65 x 8, 90 x 8, 105 x 8, 105 x 6

I think these were all reasonably solid reps with decent speed.

3a. glute ham raises

x 10 just bodyweight

10kg kettlebell x 10

3b. single arm kb press while kneeling on a bench

10kg x 10 each x 2 sets

These felt a little tough, especially as each set wore on. I’m also not convinced the back liked these a whole lot, but it wasn’t too bad.

3c. single arm kettlebell row

16kg x 12 each x 2 sets

While the weight wasn’t overly challenging and I could have gone up on the second set, I think the better decision was to stay at the same weight rather than risk aggravating the back. There wasn’t significant pain during these, yet I could feel a bit of pressure in the back.

3d. ab wheel x 0

Despite having no troubles using the ab wheel earlier in this injured season, I just couldn’t do it this morning. I started to roll out but didn’t get too far.

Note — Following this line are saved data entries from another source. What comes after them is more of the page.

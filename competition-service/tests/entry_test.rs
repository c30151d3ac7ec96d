//! Competition entry submission tests against an in-memory store.

mod common;

use axum::http::StatusCode;
use common::TestApp;
use serde_json::{json, Value};

fn ada() -> Value {
    json!({
        "full_name": "Ada Lovelace",
        "email": "ada@example.com",
        "university": "Imperial",
        "consent_terms": true
    })
}

#[tokio::test]
async fn valid_entry_is_stored_and_counted() {
    // Arrange
    let app = TestApp::with_memory_store();
    assert_eq!(app.count().await, 0);

    // Act
    let (status, body) = app.post_json("/api/competition/entry", &ada()).await;

    // Assert
    assert_eq!(status, StatusCode::OK);
    assert_eq!(body["success"], true);
    assert_eq!(body["message"], "Entry received. Good luck!");
    let id = body["id"].as_str().expect("id should be a string");
    assert!(!id.is_empty());

    assert_eq!(app.count().await, 1);
    let records = app.store().records();
    assert_eq!(records.len(), 1);
    assert_eq!(records[0].0, id);
    assert_eq!(records[0].1.entry.full_name, "Ada Lovelace");
    assert!(!records[0].1.entry.marketing_opt_in);
}

#[tokio::test]
async fn optional_fields_are_persisted() {
    let app = TestApp::with_memory_store();
    let mut payload = ada();
    payload["course"] = json!("Analytical Engines");
    payload["year_of_study"] = json!("MSc");
    payload["marketing_opt_in"] = json!(true);
    payload["referral_code"] = json!("BABBAGE");

    let (status, _) = app.post_json("/api/competition/entry", &payload).await;

    assert_eq!(status, StatusCode::OK);
    let entry = &app.store().records()[0].1.entry;
    assert_eq!(entry.course.as_deref(), Some("Analytical Engines"));
    assert_eq!(entry.year_of_study.as_deref(), Some("MSc"));
    assert!(entry.marketing_opt_in);
    assert_eq!(entry.referral_code.as_deref(), Some("BABBAGE"));
}

#[tokio::test]
async fn declined_terms_are_rejected_without_storing() {
    let app = TestApp::with_memory_store();
    let mut payload = ada();
    payload["consent_terms"] = json!(false);

    let (status, body) = app.post_json("/api/competition/entry", &payload).await;

    assert_eq!(status, StatusCode::BAD_REQUEST);
    assert_eq!(body["success"], false);
    assert!(body["id"].is_null());
    assert_eq!(
        body["message"],
        "You must accept the terms and conditions to enter."
    );
    assert_eq!(app.count().await, 0);
}

#[tokio::test]
async fn invalid_email_is_rejected_without_storing() {
    let app = TestApp::with_memory_store();
    let mut payload = ada();
    payload["email"] = json!("not-an-email");

    let (status, body) = app.post_json("/api/competition/entry", &payload).await;

    assert_eq!(status, StatusCode::BAD_REQUEST);
    assert_eq!(body["success"], false);
    assert_eq!(body["errors"][0]["field"], "email");
    assert_eq!(app.count().await, 0);
}

#[tokio::test]
async fn addresses_without_a_proper_shape_are_rejected() {
    let app = TestApp::with_memory_store();

    for email in ["ada..x@example.com", "ada@example", "ada@localhost"] {
        let mut payload = ada();
        payload["email"] = json!(email);

        let (status, body) = app.post_json("/api/competition/entry", &payload).await;

        assert_eq!(status, StatusCode::BAD_REQUEST, "{}", email);
        assert_eq!(body["success"], false);
        assert_eq!(
            body["errors"],
            json!([{ "field": "email", "message": "must be a valid email address" }])
        );
    }

    assert_eq!(app.count().await, 0);
}

#[tokio::test]
async fn form_style_booleans_are_accepted() {
    let app = TestApp::with_memory_store();

    for (consent, opt_in) in [(json!("true"), json!("no")), (json!(1), json!("on")), (json!("yes"), json!(0))] {
        let mut payload = ada();
        payload["consent_terms"] = consent.clone();
        payload["marketing_opt_in"] = opt_in;

        let (status, body) = app.post_json("/api/competition/entry", &payload).await;

        assert_eq!(status, StatusCode::OK, "consent_terms={}", consent);
        assert_eq!(body["success"], true);
    }

    let records = app.store().records();
    assert_eq!(records.len(), 3);
    assert!(records.iter().all(|(_, record)| record.entry.consent_terms));
    assert!(!records[0].1.entry.marketing_opt_in);
    assert!(records[1].1.entry.marketing_opt_in);
}

#[tokio::test]
async fn form_style_false_still_declines_terms() {
    let app = TestApp::with_memory_store();
    let mut payload = ada();
    payload["consent_terms"] = json!("false");

    let (status, body) = app.post_json("/api/competition/entry", &payload).await;

    assert_eq!(status, StatusCode::BAD_REQUEST);
    assert_eq!(
        body["message"],
        "You must accept the terms and conditions to enter."
    );
    assert_eq!(app.count().await, 0);
}

#[tokio::test]
async fn unrecognised_booleans_are_field_errors() {
    let app = TestApp::with_memory_store();
    let mut payload = ada();
    payload["consent_terms"] = json!("maybe");

    let (status, body) = app.post_json("/api/competition/entry", &payload).await;

    assert_eq!(status, StatusCode::BAD_REQUEST);
    assert_eq!(
        body["errors"],
        json!([{ "field": "consent_terms", "message": "must be a boolean" }])
    );
    assert_eq!(app.count().await, 0);
}

#[tokio::test]
async fn each_missing_required_field_is_rejected() {
    let app = TestApp::with_memory_store();

    for field in ["full_name", "email", "university", "consent_terms"] {
        let mut payload = ada();
        payload.as_object_mut().unwrap().remove(field);

        let (status, body) = app.post_json("/api/competition/entry", &payload).await;

        assert_eq!(status, StatusCode::BAD_REQUEST, "missing {}", field);
        let fields: Vec<&str> = body["errors"]
            .as_array()
            .unwrap()
            .iter()
            .filter_map(|e| e["field"].as_str())
            .collect();
        assert_eq!(fields, vec![field]);
    }

    assert_eq!(app.count().await, 0);
}

#[tokio::test]
async fn out_of_range_lengths_are_rejected() {
    let app = TestApp::with_memory_store();
    let mut payload = ada();
    payload["full_name"] = json!("A");
    payload["university"] = json!("u".repeat(151));
    payload["referral_code"] = json!("r".repeat(51));

    let (status, body) = app.post_json("/api/competition/entry", &payload).await;

    assert_eq!(status, StatusCode::BAD_REQUEST);
    let message = body["message"].as_str().unwrap();
    assert!(message.contains("full_name"));
    assert!(message.contains("referral_code"));
    assert!(message.contains("university"));
    assert_eq!(app.count().await, 0);
}

#[tokio::test]
async fn wrong_field_types_are_rejected() {
    let app = TestApp::with_memory_store();
    let mut payload = ada();
    payload["full_name"] = json!(42);

    let (status, body) = app.post_json("/api/competition/entry", &payload).await;

    assert_eq!(status, StatusCode::BAD_REQUEST);
    assert_eq!(body["success"], false);
    assert!(body["message"]
        .as_str()
        .unwrap()
        .starts_with("Invalid request body"));
    assert_eq!(app.count().await, 0);
}

#[tokio::test]
async fn malformed_json_is_rejected() {
    let app = TestApp::with_memory_store();

    let (status, body) = app
        .post_raw("/api/competition/entry", "{\"full_name\": ".to_string())
        .await;

    assert_eq!(status, StatusCode::BAD_REQUEST);
    assert_eq!(body["success"], false);
    assert_eq!(app.count().await, 0);
}

#[tokio::test]
async fn repeated_submission_creates_two_records() {
    let app = TestApp::with_memory_store();

    let (_, first) = app.post_json("/api/competition/entry", &ada()).await;
    let (_, second) = app.post_json("/api/competition/entry", &ada()).await;

    assert_ne!(first["id"], second["id"]);
    assert_eq!(app.count().await, 2);
}

#[tokio::test]
async fn storage_failure_returns_500() {
    let app = TestApp::with_memory_store();
    app.store().set_available(false);

    let (status, body) = app.post_json("/api/competition/entry", &ada()).await;

    assert_eq!(status, StatusCode::INTERNAL_SERVER_ERROR);
    assert_eq!(body["success"], false);
    assert!(body["id"].is_null());
    assert!(body["message"]
        .as_str()
        .unwrap()
        .starts_with("Failed to submit entry: "));

    app.store().set_available(true);
    assert_eq!(app.count().await, 0);
}

#[tokio::test]
async fn count_failure_returns_500() {
    let app = TestApp::with_memory_store();
    app.store().set_available(false);

    let (status, body) = app.get("/api/competition/entries/count").await;

    assert_eq!(status, StatusCode::INTERNAL_SERVER_ERROR);
    assert_eq!(body["error"], "Database error");
    assert!(body["details"]
        .as_str()
        .unwrap()
        .starts_with("Failed to fetch count: "));
}

#[tokio::test]
async fn submission_without_store_fails_loudly() {
    let app = TestApp::without_store();

    let (status, body) = app.post_json("/api/competition/entry", &ada()).await;

    assert_eq!(status, StatusCode::INTERNAL_SERVER_ERROR);
    assert_eq!(body["success"], false);
    assert_eq!(app.count().await, 0);
}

hanging knee raises x 12, x 0

These were generally okay, except for the last rep. I’m not sure what I did…maybe lifted my knees too high or too fast or flexed my back a bit…I don’t know, but that last rep hurt. A fair bit. Tried for a second set and the very first attempted rep hurt, so I just hung out until my grip began to fail.

And just like that I had a decent training session, maybe one of the better ones I’ve had in the last week or two. Still so far from where I want to be, but focusing on what I can do is more productive than moping over what I can’t do.